Examining poverty, work sustainability and progression among low-skilled workers.
Government policy emphasises paid work as the best route out of poverty and skills policy as part of the way out of recession. Yet even before the recession, concern was growing about job sustainability for low-skilled workers and the lack of opportunities for progressing out of low pay.
This study looks at poverty, work sustainability and progression among low-skilled workers. It examines the experiences of a group of lone parents and long-term unemployed people.
The research - By Kathryn Ray, Lesley Hoggart, Sandra Vegeris and Rebecca Taylor, Policy Studies Institute
Government policy over the past decade has emphasised paid work as the best route out of poverty. Yet even before the recession, concern was growing about job sustainability for low-skilled workers and the lack of opportunities for progressing out of low pay. These concerns have been heightened in the current climate, as those who are most disadvantaged in the labour market suffer the worst consequences of job losses. Given the emphasis now placed on skills policy as part of the way out of recession, it is timely to examine low-skilled workers' experiences of work retention and progression, to help to inform future policy on work sustainability.

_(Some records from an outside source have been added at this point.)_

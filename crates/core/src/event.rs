//! Everything that flows into and out of a [`crate::quiz::session::QuizSession`].
//!
//! Hosts translate platform callbacks (position watcher, network responses,
//! clicks, timers) into [`GameEvent`]s and render the returned [`Effect`]s.

use palette::Srgba;
use serde::{Deserialize, Serialize};
use strum::EnumDiscriminants;

use crate::{
    identifiers::{CityIdentifier, MarkerIdentifier},
    quiz::{marker::MarkerRecord, panel::PanelView, score::Score},
    radar::RadarZone,
    store::{DataSource, LoadTicket},
    style::{MarkerStyle, Style},
    tracker::{GeolocationOptions, Position, PositionError},
    units::Coordinates,
};

#[derive(Clone, Copy, Debug, PartialEq, Eq, PartialOrd, Ord, Hash, Serialize, Deserialize)]
#[serde(transparent)]
pub struct DismissToken(pub u64);

#[derive(Clone, Debug, PartialEq, Serialize, Deserialize)]
#[serde(tag = "kind", content = "marker", rename_all = "snake_case")]
pub enum MapTarget {
    Marker(MarkerIdentifier),
    UserLocation,
    Empty,
}

#[derive(Clone, Debug, PartialEq, Serialize, Deserialize, EnumDiscriminants)]
#[strum_discriminants(name(GameEventKind), derive(strum::Display))]
#[serde(tag = "type", rename_all = "snake_case")]
pub enum GameEvent {
    PositionUpdated {
        position: Position,
    },
    PositionFailed {
        error: PositionError,
    },
    CitySelected {
        city: CityIdentifier,
    },
    MarkersLoaded {
        ticket: LoadTicket,
        records: Result<Vec<MarkerRecord>, String>,
    },
    MapClicked {
        target: MapTarget,
    },
    AnswerSubmitted {
        marker: MarkerIdentifier,
        answer: String,
    },
    BypassToggled {
        enabled: bool,
    },
    DismissTimerFired {
        token: DismissToken,
    },
}

#[derive(Clone, Debug, PartialEq, Serialize, EnumDiscriminants)]
#[strum_discriminants(name(EffectKind), derive(strum::Display))]
#[serde(tag = "type", rename_all = "snake_case")]
pub enum Effect {
    /// Start the platform position watcher.
    WatchPosition {
        options: GeolocationOptions,
    },
    /// Replace the previously drawn player dot and radar.
    DrawUserLocation {
        position: Coordinates,
        accuracy_m: u32,
        radar: RadarZone,
        radar_style: Style,
        dot_style: Style,
    },
    Recenter {
        center: Coordinates,
        zoom: f64,
        duration_ms: u64,
    },
    ClearMarkers,
    DrawMarker {
        id: MarkerIdentifier,
        title: String,
        position: Coordinates,
        style: MarkerStyle,
        color: Srgba<f32>,
    },
    RestyleMarker {
        id: MarkerIdentifier,
        style: MarkerStyle,
        color: Srgba<f32>,
    },
    FetchMarkers {
        ticket: LoadTicket,
        source: DataSource,
    },
    ShowPanel {
        view: PanelView,
    },
    HidePanel,
    /// Send back `DismissTimerFired { token }` after `after_ms`.
    ScheduleDismiss {
        after_ms: u64,
        token: DismissToken,
    },
    ScoreChanged {
        score: Score,
    },
}
use std::collections::VecDeque;
use std::io::Write;
use std::path::PathBuf;

use anyhow::{Context, Result, bail};
use clap::Parser;
use radar_quiz_core::prelude::*;
use tracing::{Level, debug, info};
use tracing_subscriber::{filter::FilterFn, layer::SubscriberExt, util::SubscriberInitExt};

#[derive(Parser, Debug)]
#[command(
    name = "quiz-replay",
    author,
    version,
    about = "Replay a scripted radar quiz session and print the effects it produces",
    long_about = "Loads a city's markers, feeds a JSON list of game events through a quiz \
                  session and prints every resulting effect as one JSON object per line.\n\n\
                  Marker fetches and dismiss timers requested by the session are carried out \
                  immediately and their results fed back before the next scripted event."
)]
struct Args {
    /// JSON file containing an array of game events
    #[arg(short, long)]
    script: PathBuf,

    /// City to load before the script runs (defaults to the first configured city)
    #[arg(short = 'C', long)]
    city: Option<String>,

    /// Game config JSON file; built-in defaults are used when omitted
    #[arg(short, long)]
    config: Option<PathBuf>,

    /// Start with the proximity check bypassed
    #[arg(long)]
    bypass: bool,

    /// Verbose output (show debug messages)
    #[arg(short, long)]
    verbose: bool,
}

fn setup_logging(verbose: bool) {
    let level = if verbose { Level::DEBUG } else { Level::INFO };
    let filter = FilterFn::new(move |meta| {
        *meta.level() <= level
            && (meta.module_path().unwrap_or_default().starts_with("radar_quiz")
                || meta.module_path().unwrap_or_default().starts_with("quiz_replay"))
    });
    let layer = tracing_subscriber::fmt::layer()
        .with_writer(std::io::stderr)
        .without_time();

    tracing_subscriber::registry().with(layer).with(filter).init();
}

fn print_effect(out: &mut impl Write, effect: &Effect) -> Result<()> {
    writeln!(out, "{}", serde_json::to_string(effect)?)?;
    Ok(())
}

/// Run `events` through `session`, printing every effect. Fetches and dismiss
/// timers requested along the way are resolved immediately and their events
/// handled before the next scripted one.
async fn replay<F: DataFetcher>(
    session: &mut QuizSession,
    loader: &MarkerLoader<F>,
    events: Vec<GameEvent>,
    out: &mut impl Write,
) -> Result<()> {
    for effect in session.start() {
        print_effect(out, &effect)?;
    }

    let mut pending = VecDeque::from(events);
    while let Some(event) = pending.pop_front() {
        let mut follow_ups = Vec::new();

        for effect in session.dispatch(event) {
            print_effect(out, &effect)?;

            match effect {
                Effect::FetchMarkers { ticket, source } => {
                    follow_ups.push(loader.load(ticket, &source).await);
                }
                Effect::ScheduleDismiss { after_ms, token } => {
                    debug!(after_ms, ?token, "firing dismiss timer");
                    follow_ups.push(GameEvent::DismissTimerFired { token });
                }
                _ => {}
            }
        }

        for event in follow_ups.into_iter().rev() {
            pending.push_front(event);
        }
    }

    Ok(())
}

#[tokio::main]
async fn main() -> Result<()> {
    let args = Args::parse();
    setup_logging(args.verbose);

    let config = match &args.config {
        Some(path) => GameConfig::load(path)
            .with_context(|| format!("Failed to load config {}", path.display()))?,
        None => GameConfig::default(),
    };

    let city = match &args.city {
        Some(city) => CityIdentifier::new(city),
        None => match config.cities.first() {
            Some(city) => city.id.clone(),
            None => bail!("No cities configured"),
        },
    };
    if !config.cities.iter().any(|c| c.id == city) {
        let known: Vec<_> = config.cities.iter().map(|c| c.id.to_string()).collect();
        bail!("Unknown city {city}; configured cities: {}", known.join(", "));
    }

    let script = std::fs::read_to_string(&args.script)
        .with_context(|| format!("Failed to read script {}", args.script.display()))?;
    let script: Vec<GameEvent> =
        serde_json::from_str(&script).context("Script must be a JSON array of game events")?;

    info!("=== Radar Quiz Replay ===");
    info!("City: {city}");
    info!("Script: {} ({} events)", args.script.display(), script.len());

    let mut session = QuizSession::new(config);
    let loader = MarkerLoader::new(SourceFetcher::default());
    let mut out = std::io::stdout().lock();

    let mut events = Vec::with_capacity(script.len() + 2);
    if args.bypass {
        events.push(GameEvent::BypassToggled { enabled: true });
    }
    events.push(GameEvent::CitySelected { city });
    events.extend(script);

    replay(&mut session, &loader, events, &mut out).await?;

    let score = session.score();
    info!("Score: {}/{}", score.correct, score.total);

    Ok(())
}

The research draws on data from the ongoing evaluation of a government programme promoting work sustainability: the Employment Retention and Advancement (ERA) demonstration (see www.mdrc.org/project_14_63.html). This study is not part of the ERA evaluation, but its findings have implications for similar policy initiatives. Participating groups included lone parents (not in work or in part-time work) and long-term unemployed people. Analyses for the study were restricted to a low-qualified sub-group of participants, who are a key target of the Government's skills policy.
For many respondents, moving into work did not mean the disappearance of financial strain. They described 'struggling to get by', or 'just keeping their head above water'. Whether people felt that they were better off in work related to the nature of the job, household composition and expenses such as housing and debt. Those in low-paid jobs felt financial strain when they took on additional expenditure after starting work (e.g. running a car). This was exacerbated for lone parents, who were often working part-time. Men in the study were generally working full-time, but some were in unstable work and they found it especially difficult to 'get on an even keel’ because of debt and delays in benefit payments.
Household composition and costs were also interconnected with feelings of poverty. For lone parents, having a new partner and the economic activity of older children were important. Those with a mortgage or renting privately could find it difficult to manage because of accumulated mortgage debt, or because housing costs took a large part of their income.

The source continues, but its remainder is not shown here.